Wisata Rembang Tumbuh 5,15 Persen, Pantai Karangjahe Tetap Jadi Primadona

Suasana libur Nataru di Pantai Karangjahe (foto: Pemkab Rembang)
Suasana libur Nataru di Pantai Karangjahe (foto: Pemkab Rembang)

JAVANEWS.ID – Kabupaten Rembang mencatatkan tren positif dalam sektor pariwisata sepanjang tahun 2025.

Data Dinas Kebudayaan dan Pariwisata (Dinbudpar) menunjukkan jumlah kunjungan wisatawan mencapai 2.843.807 orang, naik 146.383 wisatawan atau 5,15 persen dibanding tahun sebelumnya.

Kepala Dinbudpar Rembang, Mutaqin, menyebut peningkatan ini berdampak langsung pada perputaran ekonomi masyarakat, khususnya pelaku UMKM dan jasa pariwisata.

Selain faktor libur Natal dan Tahun Baru (Nataru) yang lebih panjang, hadirnya destinasi baru turut menjadi pemicu kenaikan kunjungan.

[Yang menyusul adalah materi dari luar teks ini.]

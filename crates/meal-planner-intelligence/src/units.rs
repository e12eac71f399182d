// ABOUTME: Unit normalization, conversion, and display-unit consolidation for grocery quantities
// ABOUTME: Metric weight and volume scale by fixed factors; other pairs follow IncompatibleUnitPolicy
//
// SPDX-License-Identifier: MIT OR Apache-2.0
// Copyright (c) 2025 Async-IO.org

//! # Unit Converter
//!
//! Only two conversions are known: gram ↔ kilogram and milliliter ↔ liter. Kitchen
//! measures and countable units are never converted, because doing so needs
//! ingredient densities the library does not carry.
//!
//! What happens when a caller asks for an unknown conversion is decided by
//! [`IncompatibleUnitPolicy`]. The plain [`convert_quantity`] function keeps the
//! quantity unchanged; [`convert_quantity_with_policy`] can reject instead.

use std::fmt;
use std::str::FromStr;

use meal_planner_core::constants::units::{
    CONSOLIDATION_THRESHOLD, GRAMS_PER_KILOGRAM, MILLILITERS_PER_LITER,
};
use meal_planner_core::errors::{AppError, ErrorCode};
use meal_planner_core::models::{is_positive, MeasurementUnit, UnitFamily};
use serde::{Deserialize, Serialize};
use thiserror::Error;

use crate::config::PlannerConfig;

/// Unit conversion errors
#[derive(Debug, Clone, PartialEq, Error)]
pub enum ConversionError {
    /// The units have no known conversion factor between them
    #[error("Cannot convert {from} to {to}: no conversion factor between these units")]
    IncompatibleUnits {
        /// Source unit
        from: MeasurementUnit,
        /// Target unit
        to: MeasurementUnit,
    },
    /// Quantity is negative, zero, or not finite
    #[error("Invalid quantity {0} (must be finite and positive)")]
    InvalidQuantity(f64),
}

impl From<ConversionError> for AppError {
    fn from(error: ConversionError) -> Self {
        let code = match error {
            ConversionError::IncompatibleUnits { .. } => ErrorCode::InvalidInput,
            ConversionError::InvalidQuantity(_) => ErrorCode::ValueOutOfRange,
        };
        Self::new(code, error.to_string()).with_source(error)
    }
}

/// What to do when asked to convert between units with no known factor
#[derive(Debug, Clone, Copy, PartialEq, Eq, Default, Serialize, Deserialize)]
#[serde(rename_all = "snake_case")]
pub enum IncompatibleUnitPolicy {
    /// Return the quantity unchanged
    #[default]
    PassThrough,
    /// Fail with [`ConversionError::IncompatibleUnits`]
    Reject,
}

impl IncompatibleUnitPolicy {
    /// Config-file spelling of the policy
    #[must_use]
    pub const fn as_str(&self) -> &'static str {
        match self {
            Self::PassThrough => "pass_through",
            Self::Reject => "reject",
        }
    }
}

impl fmt::Display for IncompatibleUnitPolicy {
    fn fmt(&self, f: &mut fmt::Formatter<'_>) -> fmt::Result {
        f.write_str(self.as_str())
    }
}

impl FromStr for IncompatibleUnitPolicy {
    type Err = String;

    fn from_str(s: &str) -> Result<Self, Self::Err> {
        match s.trim().to_lowercase().replace('-', "_").as_str() {
            "pass_through" | "passthrough" => Ok(Self::PassThrough),
            "reject" => Ok(Self::Reject),
            other => Err(format!(
                "Unknown incompatible unit policy '{other}' (expected pass_through or reject)"
            )),
        }
    }
}

/// Canonical unit and the factor that takes one `unit` into it
///
/// Only metric weight and volume have a canonical unit; kitchen measures and counts
/// have none and never convert.
fn canonical_factor(unit: MeasurementUnit) -> Option<(MeasurementUnit, f64)> {
    let canonical = match unit.family() {
        UnitFamily::Weight => MeasurementUnit::Gram,
        UnitFamily::Volume => MeasurementUnit::Milliliter,
        UnitFamily::KitchenMeasure | UnitFamily::Count => return None,
    };
    let factor = match unit {
        MeasurementUnit::Kilogram => GRAMS_PER_KILOGRAM,
        MeasurementUnit::Liter => MILLILITERS_PER_LITER,
        _ => 1.0,
    };
    Some((canonical, factor))
}

/// Multiplier taking a quantity in `from` to `to`, if the pair is convertible
fn scale_between(from: MeasurementUnit, to: MeasurementUnit) -> Option<f64> {
    if from == to {
        return Some(1.0);
    }
    let (from_canonical, from_factor) = canonical_factor(from)?;
    let (to_canonical, to_factor) = canonical_factor(to)?;
    (from_canonical == to_canonical).then(|| from_factor / to_factor)
}

/// Merge-key unit: kilogram becomes gram, liter becomes milliliter, anything else is itself
#[must_use]
pub fn normalize_unit_for_consolidation(unit: MeasurementUnit) -> MeasurementUnit {
    canonical_factor(unit).map_or(unit, |(canonical, _)| canonical)
}

/// Convert `quantity` from one unit to another
///
/// Pairs with no known factor return `quantity` unchanged.
#[must_use]
pub fn convert_quantity(quantity: f64, from: MeasurementUnit, to: MeasurementUnit) -> f64 {
    scale_between(from, to).map_or(quantity, |scale| quantity * scale)
}

/// Convert `quantity` from one unit to another under an explicit policy
///
/// # Errors
///
/// Returns [`ConversionError::InvalidQuantity`] for a quantity that is not finite and
/// positive, and [`ConversionError::IncompatibleUnits`] when the pair has no factor and
/// the policy is [`IncompatibleUnitPolicy::Reject`]
pub fn convert_quantity_with_policy(
    quantity: f64,
    from: MeasurementUnit,
    to: MeasurementUnit,
    policy: IncompatibleUnitPolicy,
) -> Result<f64, ConversionError> {
    if !is_positive(quantity) {
        return Err(ConversionError::InvalidQuantity(quantity));
    }
    match (scale_between(from, to), policy) {
        (Some(scale), _) => Ok(quantity * scale),
        (None, IncompatibleUnitPolicy::PassThrough) => Ok(quantity),
        (None, IncompatibleUnitPolicy::Reject) => {
            Err(ConversionError::IncompatibleUnits { from, to })
        }
    }
}

/// Pick the display unit: 1000 g or more becomes kilograms, 1000 ml or more becomes liters
#[must_use]
pub fn consolidate_unit(quantity: f64, unit: MeasurementUnit) -> (f64, MeasurementUnit) {
    consolidate_unit_with_threshold(quantity, unit, CONSOLIDATION_THRESHOLD)
}

/// [`consolidate_unit`] with a configurable switch-over point (inclusive)
#[must_use]
pub fn consolidate_unit_with_threshold(
    quantity: f64,
    unit: MeasurementUnit,
    threshold: f64,
) -> (f64, MeasurementUnit) {
    match unit {
        MeasurementUnit::Gram if quantity >= threshold => {
            (quantity / GRAMS_PER_KILOGRAM, MeasurementUnit::Kilogram)
        }
        MeasurementUnit::Milliliter if quantity >= threshold => {
            (quantity / MILLILITERS_PER_LITER, MeasurementUnit::Liter)
        }
        _ => (quantity, unit),
    }
}

/// Conversion settings bundled for the aggregator
#[derive(Debug, Clone, Copy, PartialEq)]
pub struct UnitConverter {
    policy: IncompatibleUnitPolicy,
    consolidation_threshold: f64,
}

impl Default for UnitConverter {
    fn default() -> Self {
        Self {
            policy: IncompatibleUnitPolicy::default(),
            consolidation_threshold: CONSOLIDATION_THRESHOLD,
        }
    }
}

impl UnitConverter {
    /// Converter with an explicit policy and threshold
    #[must_use]
    pub const fn new(policy: IncompatibleUnitPolicy, consolidation_threshold: f64) -> Self {
        Self {
            policy,
            consolidation_threshold,
        }
    }

    /// Converter using the planner configuration
    #[must_use]
    pub const fn from_config(config: &PlannerConfig) -> Self {
        Self::new(
            config.incompatible_unit_policy,
            config.consolidation_threshold,
        )
    }

    /// Active policy
    #[must_use]
    pub const fn policy(&self) -> IncompatibleUnitPolicy {
        self.policy
    }

    /// Convert under this converter's policy
    ///
    /// # Errors
    ///
    /// Returns [`ConversionError::InvalidQuantity`] for a non-positive quantity and
    /// [`ConversionError::IncompatibleUnits`] under the `Reject` policy
    pub fn convert(
        &self,
        quantity: f64,
        from: MeasurementUnit,
        to: MeasurementUnit,
    ) -> Result<f64, ConversionError> {
        convert_quantity_with_policy(quantity, from, to, self.policy)
    }

    /// Consolidate using this converter's threshold
    #[must_use]
    pub fn consolidate(&self, quantity: f64, unit: MeasurementUnit) -> (f64, MeasurementUnit) {
        consolidate_unit_with_threshold(quantity, unit, self.consolidation_threshold)
    }
}

#[cfg(test)]
mod tests {
    use super::*;

    #[test]
    fn test_policy_parses_config_spellings() {
        assert_eq!(
            "pass-through".parse::<IncompatibleUnitPolicy>(),
            Ok(IncompatibleUnitPolicy::PassThrough)
        );
        assert_eq!(
            " Reject ".parse::<IncompatibleUnitPolicy>(),
            Ok(IncompatibleUnitPolicy::Reject)
        );
        assert!("strict".parse::<IncompatibleUnitPolicy>().is_err());
    }

    #[test]
    fn test_scale_between_families() {
        assert_eq!(
            scale_between(MeasurementUnit::Liter, MeasurementUnit::Milliliter),
            Some(1000.0)
        );
        assert_eq!(
            scale_between(MeasurementUnit::Gram, MeasurementUnit::Liter),
            None
        );
        assert_eq!(
            scale_between(MeasurementUnit::Cup, MeasurementUnit::Cup),
            Some(1.0)
        );
    }
}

“Beberapa destinasi baru yang ikut mendorong kunjungan, antara lain Pantai Indah Layur, Pantai Dasun, Bukit Panggang, serta view laut di area parkir Pasujudan Sunan Bonang,” jelasnya, Selasa 6 Januari 2026.

Berdasarkan data Disporapar Jawa Tengah, pada libur Nataru 2026, Rembang dikunjungi 334.271 wisatawan.

Angka ini menempatkan Rembang di bawah Kota Semarang, Kabupaten Klaten, dan Kabupaten Demak, namun tetap menunjukkan konsistensi pertumbuhan.

“Tahun 2024, Rembang berada di peringkat enam, tahun 2025 naik ke posisi empat. Dalam dua tahun terakhir, jumlah kunjungan wisatawan kita selalu masuk 10 besar Jawa Tengah,” ujarnya.

Pantai Karangjahe di Desa Punjulharjo, Kecamatan Rembang, masih menjadi destinasi favorit. Selama libur Nataru, pantai yang berada di jalur Pantura Semarang–Surabaya itu dikunjungi 111.171 wisatawan.

Angka ini menempatkan Karangjahe di peringkat sembilan destinasi terpopuler dari 1.154 objek wisata di Jawa Tengah.

Meski turun satu peringkat dibanding 2024, jumlah kunjungan ke Pantai Karangjahe justru meningkat signifikan.

“Tahun 2024, jumlah pengunjung saat Nataru 87.560 orang, tahun 2025 naik menjadi 111.171 wisatawan,” jelas Mutaqin.

Dengan tren kunjungan yang terus meningkat, Dinbudpar optimistis sektor pariwisata akan semakin berperan sebagai penggerak ekonomi daerah di tahun-tahun mendatang.